In Defense of Marketing, Hacking, and Programming - thisisparker
http://emilydelmont.svbtle.com/in-defense-of-marketing-hacking-and-programming

======
seizethecheese
What a confusing way to ostensibly relieve confusion! Every usage of the term
"growth hacker" that I've encountered doesn't seem to imply that it means
anything other than someone who uses quick and dirty tactics to spur rapid
growth.

This seems more defensive than anything. I've noticed quite a few articles
lately from non-technical workers in the tech industry along the same vein.
I've worked as a non-technical worker at a startup before, so I understand the
need to justify one's role.

------
xmonkee
That article took way to long to say, "Don't call me a hacker because words
can only mean one thing".

Edit: Also, this totally happened

>“No, I’m not.
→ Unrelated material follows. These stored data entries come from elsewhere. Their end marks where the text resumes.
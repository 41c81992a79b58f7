//! Seller feedback parsing.
//!
//! Seller info arrives as a single fragment such as `"printshop (1523) 99.8%"`.

use std::sync::LazyLock;

use regex::Regex;
use tracing::debug;

/// First integer wrapped in parentheses: the feedback count.
#[allow(clippy::expect_used)]
static FEEDBACK_PATTERN: LazyLock<Regex> = LazyLock::new(|| {
    Regex::new(r"\((\d+)\)").expect("feedback regex is valid") // Static pattern, safe to panic
});

/// First number (one optional decimal part) directly followed by `%`.
#[allow(clippy::expect_used)]
static RATING_PATTERN: LazyLock<Regex> = LazyLock::new(|| {
    Regex::new(r"(\d+(?:\.\d+)?)%").expect("rating regex is valid") // Static pattern, safe to panic
});

/// Extracts the seller feedback count, e.g. `1523` from `"shop (1523) 99.8%"`.
///
/// # Examples
///
/// ```
/// use scout_core::parser::parse_feedback_count;
///
/// assert_eq!(parse_feedback_count("printshop (1523) 99.8%"), Some(1523));
/// assert_eq!(parse_feedback_count("printshop 99.8%"), None);
/// ```
#[must_use]
pub fn parse_feedback_count(text: &str) -> Option<u64> {
    let caps = FEEDBACK_PATTERN.captures(text)?;
    match caps[1].parse::<u64>() {
        Ok(count) => Some(count),
        Err(e) => {
            debug!(raw = %text, error = %e, "feedback count out of range");
            None
        }
    }
}

/// Extracts the seller positive-feedback percentage.
///
/// Values outside `0..=100` are rejected.
///
/// # Examples
///
/// ```
/// use scout_core::parser::parse_rating_percent;
///
/// assert_eq!(parse_rating_percent("printshop (1523) 99.8%"), Some(99.8));
/// assert_eq!(parse_rating_percent("no rating"), None);
/// ```
#[must_use]
pub fn parse_rating_percent(text: &str) -> Option<f64> {
    let caps = RATING_PATTERN.captures(text)?;
    let rating = caps[1].parse::<f64>().ok()?;
    if (0.0..=100.0).contains(&rating) {
        Some(rating)
    } else {
        debug!(raw = %text, rating, "rating outside 0..=100, ignoring");
        None
    }
}

#[cfg(test)]
#[allow(clippy::unwrap_used)]
mod tests {
    use super::*;

    #[test]
    fn test_feedback_count_found() {
        assert_eq!(parse_feedback_count("maker_store (42) 100%"), Some(42));
    }

    #[test]
    fn test_feedback_count_first_match_wins() {
        assert_eq!(parse_feedback_count("a (7) b (9)"), Some(7));
    }

    #[test]
    fn test_feedback_count_absent() {
        assert_eq!(parse_feedback_count(""), None);
        assert_eq!(parse_feedback_count("maker_store 100%"), None);
    }

    #[test]
    fn test_feedback_count_with_separator_is_rejected() {
        // Only bare digits inside parentheses count
        assert_eq!(parse_feedback_count("maker_store (1,234)"), None);
    }

    #[test]
    fn test_feedback_count_overflow_is_none() {
        assert_eq!(
            parse_feedback_count("shop (999999999999999999999999)"),
            None
        );
    }

    #[test]
    fn test_rating_percent_decimal() {
        assert_eq!(parse_rating_percent("maker_store (42) 99.5%"), Some(99.5));
    }

    #[test]
    fn test_rating_percent_integer() {
        assert_eq!(parse_rating_percent("100% positive"), Some(100.0));
    }

    #[test]
    fn test_rating_percent_requires_percent_sign() {
        assert_eq!(parse_rating_percent("maker_store (42) 99.5"), None);
    }

    #[test]
    fn test_rating_percent_above_hundred_rejected() {
        assert_eq!(parse_rating_percent("150%"), None);
    }
}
I don’t think scale, hiring and leadership coaching is
something one can hack into. Neither do I think that market entry, customer
engagement and creative storytelling is solved by an algorithm. Growth is too
vague. We all work in it. Adding the word ‘hacking’ does a disservice not to
just itself, but to marketing and software development, too.”

>We both grinned and laughed. He responded in agreement, “Fair points. I’m a
programmer. I agree, it’s a shitty title. Definitely not indicative of the
work.”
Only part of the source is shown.